*What you should do:* From the first line of the data below, repeat each line exactly until you reach the line with "graph is serialized."; include that line too.

*Data supplied:*

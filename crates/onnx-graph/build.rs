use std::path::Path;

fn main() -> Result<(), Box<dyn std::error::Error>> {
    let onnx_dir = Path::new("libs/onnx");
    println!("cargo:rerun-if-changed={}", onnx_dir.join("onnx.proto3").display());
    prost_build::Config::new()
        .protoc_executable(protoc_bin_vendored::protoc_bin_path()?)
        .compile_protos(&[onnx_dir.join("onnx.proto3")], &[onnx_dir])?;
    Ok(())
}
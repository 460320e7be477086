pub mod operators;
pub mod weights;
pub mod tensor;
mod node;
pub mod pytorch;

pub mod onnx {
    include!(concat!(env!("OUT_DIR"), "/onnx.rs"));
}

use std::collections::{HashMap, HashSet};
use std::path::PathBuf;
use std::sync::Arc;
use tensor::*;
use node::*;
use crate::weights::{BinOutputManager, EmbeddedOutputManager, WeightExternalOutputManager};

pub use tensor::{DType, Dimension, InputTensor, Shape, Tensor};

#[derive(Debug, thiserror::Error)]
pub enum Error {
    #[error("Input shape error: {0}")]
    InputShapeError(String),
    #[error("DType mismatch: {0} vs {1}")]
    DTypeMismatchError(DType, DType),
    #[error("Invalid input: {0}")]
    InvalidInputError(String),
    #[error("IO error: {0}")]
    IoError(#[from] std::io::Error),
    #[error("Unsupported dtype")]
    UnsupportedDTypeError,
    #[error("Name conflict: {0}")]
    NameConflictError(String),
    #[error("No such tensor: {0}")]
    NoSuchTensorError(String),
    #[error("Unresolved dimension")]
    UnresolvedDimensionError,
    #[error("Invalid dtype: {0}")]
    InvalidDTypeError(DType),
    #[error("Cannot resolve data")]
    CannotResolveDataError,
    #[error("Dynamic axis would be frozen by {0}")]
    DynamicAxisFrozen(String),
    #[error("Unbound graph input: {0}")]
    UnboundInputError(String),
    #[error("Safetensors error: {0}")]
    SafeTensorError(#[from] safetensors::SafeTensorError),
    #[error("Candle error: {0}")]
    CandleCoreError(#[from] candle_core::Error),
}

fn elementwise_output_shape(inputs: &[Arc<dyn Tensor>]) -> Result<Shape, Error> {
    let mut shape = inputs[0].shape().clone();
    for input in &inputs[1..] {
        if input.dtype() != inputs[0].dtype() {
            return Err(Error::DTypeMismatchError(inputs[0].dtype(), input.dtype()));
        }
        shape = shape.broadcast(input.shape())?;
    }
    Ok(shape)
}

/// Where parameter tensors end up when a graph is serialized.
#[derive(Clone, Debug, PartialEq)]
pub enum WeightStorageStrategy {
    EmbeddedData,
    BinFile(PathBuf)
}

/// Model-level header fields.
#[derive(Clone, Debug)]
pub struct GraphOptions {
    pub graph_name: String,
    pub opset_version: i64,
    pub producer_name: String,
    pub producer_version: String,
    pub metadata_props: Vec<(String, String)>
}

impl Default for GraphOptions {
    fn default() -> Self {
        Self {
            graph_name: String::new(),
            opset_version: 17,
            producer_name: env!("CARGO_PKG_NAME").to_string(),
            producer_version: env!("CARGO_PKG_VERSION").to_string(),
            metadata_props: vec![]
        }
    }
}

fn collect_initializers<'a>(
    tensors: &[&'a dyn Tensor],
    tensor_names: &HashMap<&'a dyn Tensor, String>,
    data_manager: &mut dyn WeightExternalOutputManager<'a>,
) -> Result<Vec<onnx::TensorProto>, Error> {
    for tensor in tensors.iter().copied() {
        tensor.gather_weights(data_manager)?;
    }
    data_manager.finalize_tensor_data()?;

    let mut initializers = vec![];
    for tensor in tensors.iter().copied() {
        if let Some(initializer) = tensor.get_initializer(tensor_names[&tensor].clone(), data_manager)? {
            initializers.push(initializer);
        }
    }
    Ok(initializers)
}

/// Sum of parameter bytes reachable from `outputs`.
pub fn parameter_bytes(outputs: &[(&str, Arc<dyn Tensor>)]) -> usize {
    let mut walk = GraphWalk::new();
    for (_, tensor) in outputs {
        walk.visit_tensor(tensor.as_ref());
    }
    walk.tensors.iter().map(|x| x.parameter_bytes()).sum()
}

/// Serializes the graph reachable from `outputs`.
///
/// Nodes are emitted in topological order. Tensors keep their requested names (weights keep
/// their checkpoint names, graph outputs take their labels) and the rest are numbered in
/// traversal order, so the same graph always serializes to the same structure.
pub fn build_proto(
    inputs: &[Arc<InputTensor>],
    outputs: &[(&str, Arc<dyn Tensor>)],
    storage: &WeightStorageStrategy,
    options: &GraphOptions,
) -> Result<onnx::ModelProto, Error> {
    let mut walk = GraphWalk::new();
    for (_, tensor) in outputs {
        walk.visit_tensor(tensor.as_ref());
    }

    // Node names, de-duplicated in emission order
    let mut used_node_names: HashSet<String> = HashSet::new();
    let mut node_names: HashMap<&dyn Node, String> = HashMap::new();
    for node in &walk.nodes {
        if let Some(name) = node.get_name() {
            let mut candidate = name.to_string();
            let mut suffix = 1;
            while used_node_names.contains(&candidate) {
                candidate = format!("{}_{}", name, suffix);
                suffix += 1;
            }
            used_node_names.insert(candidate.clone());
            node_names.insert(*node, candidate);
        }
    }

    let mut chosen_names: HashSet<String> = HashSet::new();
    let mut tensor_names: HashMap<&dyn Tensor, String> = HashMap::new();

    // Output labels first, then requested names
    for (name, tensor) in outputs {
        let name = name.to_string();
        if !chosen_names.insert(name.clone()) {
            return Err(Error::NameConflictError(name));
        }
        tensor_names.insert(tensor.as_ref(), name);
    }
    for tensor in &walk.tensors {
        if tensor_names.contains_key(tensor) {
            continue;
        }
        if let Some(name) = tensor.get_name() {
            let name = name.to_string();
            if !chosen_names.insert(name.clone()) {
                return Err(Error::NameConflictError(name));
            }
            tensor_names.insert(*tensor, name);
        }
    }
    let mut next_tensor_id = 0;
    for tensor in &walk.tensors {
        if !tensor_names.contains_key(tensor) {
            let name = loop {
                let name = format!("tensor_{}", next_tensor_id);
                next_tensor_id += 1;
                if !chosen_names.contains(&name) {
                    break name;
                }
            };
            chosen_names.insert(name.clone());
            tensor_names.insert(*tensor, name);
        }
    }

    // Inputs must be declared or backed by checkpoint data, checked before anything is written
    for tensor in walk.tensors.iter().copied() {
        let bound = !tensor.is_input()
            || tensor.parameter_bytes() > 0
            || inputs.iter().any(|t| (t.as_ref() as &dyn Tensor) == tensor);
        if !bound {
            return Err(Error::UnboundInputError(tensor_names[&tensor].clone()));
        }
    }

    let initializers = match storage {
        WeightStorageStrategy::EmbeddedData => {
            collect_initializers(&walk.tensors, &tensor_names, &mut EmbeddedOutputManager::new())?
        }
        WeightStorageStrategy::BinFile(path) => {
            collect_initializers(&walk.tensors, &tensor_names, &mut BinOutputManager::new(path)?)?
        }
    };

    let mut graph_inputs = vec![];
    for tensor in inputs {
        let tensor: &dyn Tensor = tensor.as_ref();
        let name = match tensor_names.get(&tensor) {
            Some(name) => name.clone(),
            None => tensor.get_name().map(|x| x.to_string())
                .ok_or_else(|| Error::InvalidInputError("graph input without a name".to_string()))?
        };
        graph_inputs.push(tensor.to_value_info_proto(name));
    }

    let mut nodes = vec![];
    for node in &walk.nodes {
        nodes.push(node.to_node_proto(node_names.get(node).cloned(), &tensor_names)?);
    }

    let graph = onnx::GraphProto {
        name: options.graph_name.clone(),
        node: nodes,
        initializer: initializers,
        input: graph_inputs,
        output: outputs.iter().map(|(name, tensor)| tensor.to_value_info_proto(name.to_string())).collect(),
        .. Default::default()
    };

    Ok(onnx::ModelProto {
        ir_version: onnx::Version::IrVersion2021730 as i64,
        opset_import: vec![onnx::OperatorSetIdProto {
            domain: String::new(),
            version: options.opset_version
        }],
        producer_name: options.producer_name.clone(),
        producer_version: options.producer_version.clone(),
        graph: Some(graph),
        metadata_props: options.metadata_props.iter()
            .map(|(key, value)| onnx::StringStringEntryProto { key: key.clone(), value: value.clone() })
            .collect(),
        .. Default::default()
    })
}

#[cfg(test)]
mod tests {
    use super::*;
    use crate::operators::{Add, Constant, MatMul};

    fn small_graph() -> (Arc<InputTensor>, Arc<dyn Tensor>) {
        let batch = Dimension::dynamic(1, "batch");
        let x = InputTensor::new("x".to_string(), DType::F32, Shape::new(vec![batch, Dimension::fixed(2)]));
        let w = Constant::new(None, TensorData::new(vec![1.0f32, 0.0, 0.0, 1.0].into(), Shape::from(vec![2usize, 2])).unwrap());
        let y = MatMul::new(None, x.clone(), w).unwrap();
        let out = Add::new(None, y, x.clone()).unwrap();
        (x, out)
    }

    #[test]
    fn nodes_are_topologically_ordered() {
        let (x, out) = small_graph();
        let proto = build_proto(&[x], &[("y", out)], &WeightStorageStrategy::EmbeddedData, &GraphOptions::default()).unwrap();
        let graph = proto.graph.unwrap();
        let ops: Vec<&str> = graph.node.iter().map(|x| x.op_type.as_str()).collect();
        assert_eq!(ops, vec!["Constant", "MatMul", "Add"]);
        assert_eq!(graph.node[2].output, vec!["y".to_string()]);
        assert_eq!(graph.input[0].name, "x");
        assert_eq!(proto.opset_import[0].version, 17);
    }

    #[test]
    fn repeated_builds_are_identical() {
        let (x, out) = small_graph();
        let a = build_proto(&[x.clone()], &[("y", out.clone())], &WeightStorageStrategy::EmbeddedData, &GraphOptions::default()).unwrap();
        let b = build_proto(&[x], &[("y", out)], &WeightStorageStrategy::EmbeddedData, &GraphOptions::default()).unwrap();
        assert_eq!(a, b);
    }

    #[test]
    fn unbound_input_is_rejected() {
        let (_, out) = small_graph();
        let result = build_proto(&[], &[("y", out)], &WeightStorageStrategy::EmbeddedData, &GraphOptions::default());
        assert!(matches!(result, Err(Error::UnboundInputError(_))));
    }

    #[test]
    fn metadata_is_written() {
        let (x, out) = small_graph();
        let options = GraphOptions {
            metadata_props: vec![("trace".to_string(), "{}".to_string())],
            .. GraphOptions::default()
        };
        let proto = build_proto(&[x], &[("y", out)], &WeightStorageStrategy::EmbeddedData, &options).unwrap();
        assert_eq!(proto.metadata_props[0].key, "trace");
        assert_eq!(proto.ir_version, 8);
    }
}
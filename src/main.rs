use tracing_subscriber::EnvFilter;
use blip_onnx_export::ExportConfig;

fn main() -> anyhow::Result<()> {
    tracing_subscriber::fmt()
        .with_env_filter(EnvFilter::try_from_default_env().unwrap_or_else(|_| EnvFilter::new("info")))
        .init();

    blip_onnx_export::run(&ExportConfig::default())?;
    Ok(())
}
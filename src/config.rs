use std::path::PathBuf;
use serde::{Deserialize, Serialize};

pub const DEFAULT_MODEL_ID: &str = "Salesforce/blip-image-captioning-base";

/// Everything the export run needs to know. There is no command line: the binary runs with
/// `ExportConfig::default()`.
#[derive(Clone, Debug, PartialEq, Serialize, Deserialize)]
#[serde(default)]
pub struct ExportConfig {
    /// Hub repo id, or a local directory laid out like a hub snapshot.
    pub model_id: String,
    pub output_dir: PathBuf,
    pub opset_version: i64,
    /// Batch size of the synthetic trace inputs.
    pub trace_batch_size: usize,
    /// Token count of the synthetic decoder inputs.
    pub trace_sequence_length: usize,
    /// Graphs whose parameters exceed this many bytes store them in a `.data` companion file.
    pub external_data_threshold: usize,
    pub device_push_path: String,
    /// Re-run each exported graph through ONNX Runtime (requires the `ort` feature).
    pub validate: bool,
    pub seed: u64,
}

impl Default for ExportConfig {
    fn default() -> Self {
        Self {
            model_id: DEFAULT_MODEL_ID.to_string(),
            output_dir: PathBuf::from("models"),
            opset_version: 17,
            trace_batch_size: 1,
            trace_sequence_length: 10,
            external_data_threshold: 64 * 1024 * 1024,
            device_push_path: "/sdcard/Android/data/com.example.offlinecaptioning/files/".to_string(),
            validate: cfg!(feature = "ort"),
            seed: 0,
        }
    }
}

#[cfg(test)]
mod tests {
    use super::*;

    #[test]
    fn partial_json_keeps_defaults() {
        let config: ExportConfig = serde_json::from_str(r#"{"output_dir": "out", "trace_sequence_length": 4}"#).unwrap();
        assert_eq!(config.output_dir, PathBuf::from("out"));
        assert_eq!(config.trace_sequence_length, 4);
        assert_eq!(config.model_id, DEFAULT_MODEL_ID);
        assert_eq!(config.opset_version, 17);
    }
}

*Exercise answer:*
filename crates/onnx-graph/build.rs
use std::path::Path;

fn main() -> Result<(), Box<dyn std::error::Error>> {
    let onnx_dir = Path::new("libs/onnx");
    println!("cargo:rerun-if-changed={}", onnx_dir.join("onnx.proto3").display());
    prost_build::Config::new()
        .protoc_executable(protoc_bin_vendored::protoc_bin_path()?)
        .compile_protos(&[onnx_dir.join("onnx.proto3")], &[onnx_dir])?;
    Ok(())
}
repository 460320e7be477086
pub mod operators;
pub mod weights;
pub mod tensor;
mod node;
pub mod pytorch;

pub mod onnx {
    include!(concat!(env!("OUT_DIR"), "/onnx.rs"));
}

use std::collections::{HashMap, HashSet};
use std::path::PathBuf;
use std::sync::Arc;
use tensor::*;
use node::*;
use crate::weights::{BinOutputManager, EmbeddedOutputManager, WeightExternalOutputManager};

pub use tensor::{DType, Dimension, InputTensor, Shape, Tensor};

#[derive(Debug, thiserror::Error)]
pub enum Error {
    #[error("Input shape error: {0}")]
    InputShapeError(String),
    #[error("DType mismatch: {0} vs {1}")]
    DTypeMismatchError(DType, DType),
    #[error("Invalid input: {0}")]
    InvalidInputError(String),
    #[error("IO error: {0}")]
    IoError(#[from] std::io::Error),
    #[error("Unsupported dtype")]
    UnsupportedDTypeError,
    #[error("Name conflict: {0}")]
    NameConflictError(String),
    #[error("No such tensor: {0}")]
    NoSuchTensorError(String),
    #[error("Unresolved dimension")]
    UnresolvedDimensionError,
    #[error("Invalid dtype: {0}")]
    InvalidDTypeError(DType),
    #[error("Cannot resolve data")]
    CannotResolveDataError,
    #[error("Dynamic axis would be frozen by {0}")]
    DynamicAxisFrozen(String),
    #[error("Unbound graph input: {0}")]
    UnboundInputError(String),
    #[error("Safetensors error: {0}")]
    SafeTensorError(#[from] safetensors::SafeTensorError),
    #[error("Candle error: {0}")]
    CandleCoreError(#[from] candle_core::Error),
}

fn elementwise_output_shape(inputs: &[Arc<dyn Tensor>]) -> Result<Shape, Error> {
    let mut shape = inputs[0].shape().clone();
    for input in &inputs[1..] {
        if input.dtype() != inputs[0].dtype() {
            return Err(Error::DTypeMismatchError(inputs[0].dtype(), input.dtype()));
        }
        shape = shape.broadcast(input.shape())?;
    }
    Ok(shape)
}

/// Where parameter tensors end up when a graph is serialized.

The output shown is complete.